EXERCISE GOAL: Repeat the lines below exactly as written, please, from the line with "filename crates/qss-core/src/pipeline/types.rs" to the line with "before any post-processing.", both lines included, and no others.

RECORDED DATA:
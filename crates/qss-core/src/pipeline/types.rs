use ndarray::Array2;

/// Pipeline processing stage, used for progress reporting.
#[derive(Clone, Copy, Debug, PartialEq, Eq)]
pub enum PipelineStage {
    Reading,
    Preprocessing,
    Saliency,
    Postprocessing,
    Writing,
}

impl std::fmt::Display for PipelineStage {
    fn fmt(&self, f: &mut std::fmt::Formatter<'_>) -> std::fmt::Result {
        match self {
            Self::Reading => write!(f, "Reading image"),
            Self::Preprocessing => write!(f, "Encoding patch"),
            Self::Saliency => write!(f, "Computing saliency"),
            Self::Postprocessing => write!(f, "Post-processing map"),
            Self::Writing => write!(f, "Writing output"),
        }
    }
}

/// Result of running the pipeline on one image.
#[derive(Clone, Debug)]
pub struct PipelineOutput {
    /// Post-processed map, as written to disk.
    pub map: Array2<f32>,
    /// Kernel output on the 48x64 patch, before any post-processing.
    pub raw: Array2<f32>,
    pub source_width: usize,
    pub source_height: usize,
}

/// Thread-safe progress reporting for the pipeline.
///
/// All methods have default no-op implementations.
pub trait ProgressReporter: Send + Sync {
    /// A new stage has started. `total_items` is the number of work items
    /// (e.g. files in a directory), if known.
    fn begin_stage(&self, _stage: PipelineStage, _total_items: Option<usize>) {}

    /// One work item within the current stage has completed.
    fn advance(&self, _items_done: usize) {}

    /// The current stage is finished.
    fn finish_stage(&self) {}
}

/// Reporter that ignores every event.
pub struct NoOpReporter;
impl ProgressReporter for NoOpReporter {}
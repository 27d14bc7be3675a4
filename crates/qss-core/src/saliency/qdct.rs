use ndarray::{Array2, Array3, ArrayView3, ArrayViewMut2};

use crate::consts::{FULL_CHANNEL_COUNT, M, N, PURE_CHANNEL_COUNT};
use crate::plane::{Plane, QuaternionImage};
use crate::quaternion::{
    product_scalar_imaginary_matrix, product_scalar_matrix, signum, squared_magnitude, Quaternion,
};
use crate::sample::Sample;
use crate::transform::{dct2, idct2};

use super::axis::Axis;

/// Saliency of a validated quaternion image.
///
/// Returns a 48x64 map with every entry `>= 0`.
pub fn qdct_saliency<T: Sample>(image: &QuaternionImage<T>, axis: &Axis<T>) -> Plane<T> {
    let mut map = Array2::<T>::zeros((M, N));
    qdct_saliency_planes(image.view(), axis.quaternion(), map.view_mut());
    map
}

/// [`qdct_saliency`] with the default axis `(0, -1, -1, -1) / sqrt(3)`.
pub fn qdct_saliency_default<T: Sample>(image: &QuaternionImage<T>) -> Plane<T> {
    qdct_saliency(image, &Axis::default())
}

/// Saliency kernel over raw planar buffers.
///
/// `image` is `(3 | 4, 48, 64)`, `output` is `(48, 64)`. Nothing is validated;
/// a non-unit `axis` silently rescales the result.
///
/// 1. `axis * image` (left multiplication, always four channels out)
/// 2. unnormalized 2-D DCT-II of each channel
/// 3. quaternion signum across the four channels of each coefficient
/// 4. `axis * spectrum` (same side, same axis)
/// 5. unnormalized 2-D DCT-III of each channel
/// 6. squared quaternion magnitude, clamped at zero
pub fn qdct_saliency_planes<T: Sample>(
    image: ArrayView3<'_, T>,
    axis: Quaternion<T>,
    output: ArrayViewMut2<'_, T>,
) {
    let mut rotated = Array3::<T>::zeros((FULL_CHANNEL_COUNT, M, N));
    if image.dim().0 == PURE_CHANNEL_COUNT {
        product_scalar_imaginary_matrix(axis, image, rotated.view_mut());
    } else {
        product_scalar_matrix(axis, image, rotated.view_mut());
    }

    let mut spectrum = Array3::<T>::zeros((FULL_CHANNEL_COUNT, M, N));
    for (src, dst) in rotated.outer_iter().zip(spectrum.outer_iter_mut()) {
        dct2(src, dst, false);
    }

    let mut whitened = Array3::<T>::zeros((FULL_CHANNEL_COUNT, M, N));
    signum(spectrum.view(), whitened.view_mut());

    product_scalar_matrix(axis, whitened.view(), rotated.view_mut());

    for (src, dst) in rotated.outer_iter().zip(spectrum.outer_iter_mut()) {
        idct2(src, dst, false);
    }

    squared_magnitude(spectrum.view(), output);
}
---
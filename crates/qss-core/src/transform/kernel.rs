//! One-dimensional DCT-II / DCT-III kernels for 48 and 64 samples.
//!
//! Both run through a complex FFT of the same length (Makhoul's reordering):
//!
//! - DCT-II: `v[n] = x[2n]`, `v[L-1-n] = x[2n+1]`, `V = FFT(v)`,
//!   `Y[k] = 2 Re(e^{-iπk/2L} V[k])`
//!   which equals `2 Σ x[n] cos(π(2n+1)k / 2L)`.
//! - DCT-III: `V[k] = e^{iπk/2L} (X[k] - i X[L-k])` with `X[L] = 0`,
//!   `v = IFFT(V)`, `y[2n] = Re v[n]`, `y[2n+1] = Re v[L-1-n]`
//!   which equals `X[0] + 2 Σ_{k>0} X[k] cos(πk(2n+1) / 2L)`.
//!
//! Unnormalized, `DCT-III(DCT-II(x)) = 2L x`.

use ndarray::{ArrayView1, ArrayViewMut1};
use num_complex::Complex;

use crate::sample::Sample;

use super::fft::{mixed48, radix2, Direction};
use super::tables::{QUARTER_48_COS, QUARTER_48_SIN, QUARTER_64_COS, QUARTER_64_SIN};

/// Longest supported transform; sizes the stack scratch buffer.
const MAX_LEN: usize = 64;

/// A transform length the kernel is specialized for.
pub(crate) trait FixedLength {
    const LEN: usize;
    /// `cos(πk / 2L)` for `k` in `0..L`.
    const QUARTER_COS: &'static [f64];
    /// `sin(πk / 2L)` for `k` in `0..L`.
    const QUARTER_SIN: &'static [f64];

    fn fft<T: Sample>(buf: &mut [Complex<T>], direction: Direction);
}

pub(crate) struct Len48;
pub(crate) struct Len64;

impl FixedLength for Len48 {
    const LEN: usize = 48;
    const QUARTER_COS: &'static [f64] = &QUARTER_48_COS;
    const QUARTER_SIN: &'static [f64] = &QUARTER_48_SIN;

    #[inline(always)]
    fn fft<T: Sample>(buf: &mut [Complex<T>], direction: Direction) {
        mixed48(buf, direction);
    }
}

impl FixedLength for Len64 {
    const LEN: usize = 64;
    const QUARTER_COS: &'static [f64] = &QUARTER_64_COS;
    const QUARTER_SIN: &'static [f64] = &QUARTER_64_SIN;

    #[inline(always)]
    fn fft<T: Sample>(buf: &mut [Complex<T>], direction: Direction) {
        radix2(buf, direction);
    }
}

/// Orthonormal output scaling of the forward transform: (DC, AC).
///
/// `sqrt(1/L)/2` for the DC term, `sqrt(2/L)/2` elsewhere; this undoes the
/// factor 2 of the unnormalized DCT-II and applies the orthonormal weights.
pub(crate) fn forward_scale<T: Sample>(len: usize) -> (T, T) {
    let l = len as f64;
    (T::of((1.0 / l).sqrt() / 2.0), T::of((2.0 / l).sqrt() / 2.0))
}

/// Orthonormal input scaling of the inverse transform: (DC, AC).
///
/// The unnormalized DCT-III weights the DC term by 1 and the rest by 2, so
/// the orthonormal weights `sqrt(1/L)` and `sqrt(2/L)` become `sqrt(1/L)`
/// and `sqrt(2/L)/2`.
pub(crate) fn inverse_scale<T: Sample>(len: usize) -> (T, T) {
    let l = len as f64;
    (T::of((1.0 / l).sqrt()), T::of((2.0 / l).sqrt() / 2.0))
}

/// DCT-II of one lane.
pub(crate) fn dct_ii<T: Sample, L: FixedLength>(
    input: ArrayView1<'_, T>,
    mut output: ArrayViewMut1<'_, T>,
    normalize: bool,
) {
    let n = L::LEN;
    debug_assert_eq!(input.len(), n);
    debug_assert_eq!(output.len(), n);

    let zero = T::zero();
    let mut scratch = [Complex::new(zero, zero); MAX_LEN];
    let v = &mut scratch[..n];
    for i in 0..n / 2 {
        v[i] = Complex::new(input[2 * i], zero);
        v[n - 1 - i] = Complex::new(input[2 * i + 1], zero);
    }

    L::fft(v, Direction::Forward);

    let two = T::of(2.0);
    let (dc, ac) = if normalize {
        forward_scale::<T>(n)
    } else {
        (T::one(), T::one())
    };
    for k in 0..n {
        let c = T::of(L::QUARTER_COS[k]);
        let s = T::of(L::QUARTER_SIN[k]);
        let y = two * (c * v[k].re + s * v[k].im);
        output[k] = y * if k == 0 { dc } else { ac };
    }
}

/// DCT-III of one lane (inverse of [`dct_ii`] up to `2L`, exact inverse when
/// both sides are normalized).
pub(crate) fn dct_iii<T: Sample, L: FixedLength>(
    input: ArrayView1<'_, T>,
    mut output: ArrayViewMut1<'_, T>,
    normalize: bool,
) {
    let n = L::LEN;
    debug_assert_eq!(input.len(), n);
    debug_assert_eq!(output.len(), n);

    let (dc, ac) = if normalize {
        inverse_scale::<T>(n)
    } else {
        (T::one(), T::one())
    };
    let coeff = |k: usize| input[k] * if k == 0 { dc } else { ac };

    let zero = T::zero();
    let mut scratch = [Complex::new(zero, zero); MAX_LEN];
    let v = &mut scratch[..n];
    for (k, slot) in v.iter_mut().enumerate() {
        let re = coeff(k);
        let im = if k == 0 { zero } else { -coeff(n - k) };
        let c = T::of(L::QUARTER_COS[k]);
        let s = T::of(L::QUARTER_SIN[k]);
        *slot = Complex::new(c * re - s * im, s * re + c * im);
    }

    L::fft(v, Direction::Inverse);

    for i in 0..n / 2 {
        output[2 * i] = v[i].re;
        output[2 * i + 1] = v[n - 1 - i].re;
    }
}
==
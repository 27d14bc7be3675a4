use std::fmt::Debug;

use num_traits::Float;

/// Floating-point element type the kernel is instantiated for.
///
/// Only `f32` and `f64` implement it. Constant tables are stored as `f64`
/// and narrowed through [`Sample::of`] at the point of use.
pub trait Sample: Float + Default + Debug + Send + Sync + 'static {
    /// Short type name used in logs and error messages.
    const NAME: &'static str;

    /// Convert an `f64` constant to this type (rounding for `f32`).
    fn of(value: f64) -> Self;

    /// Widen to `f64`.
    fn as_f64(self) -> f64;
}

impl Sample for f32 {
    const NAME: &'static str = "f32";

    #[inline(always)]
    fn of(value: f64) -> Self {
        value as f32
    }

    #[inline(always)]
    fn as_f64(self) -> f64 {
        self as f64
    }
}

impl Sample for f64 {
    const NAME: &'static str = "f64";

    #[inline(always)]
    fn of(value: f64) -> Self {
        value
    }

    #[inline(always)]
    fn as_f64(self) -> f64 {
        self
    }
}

EXERCISE RESPONSE:
filename crates/qss-core/src/pipeline/types.rs
use ndarray::Array2;

/// Pipeline processing stage, used for progress reporting.
#[derive(Clone, Copy, Debug, PartialEq, Eq)]
pub enum PipelineStage {
    Reading,
    Preprocessing,
    Saliency,
    Postprocessing,
    Writing,
}

impl std::fmt::Display for PipelineStage {
    fn fmt(&self, f: &mut std::fmt::Formatter<'_>) -> std::fmt::Result {
        match self {
            Self::Reading => write!(f, "Reading image"),
            Self::Preprocessing => write!(f, "Encoding patch"),
            Self::Saliency => write!(f, "Computing saliency"),
            Self::Postprocessing => write!(f, "Post-processing map"),
            Self::Writing => write!(f, "Writing output"),
        }
    }
}

/// Result of running the pipeline on one image.
#[derive(Clone, Debug)]
pub struct PipelineOutput {
    /// Post-processed map, as written to disk.
    pub map: Array2<f32>,
    /// Kernel output on the 48x64 patch, before any post-processing.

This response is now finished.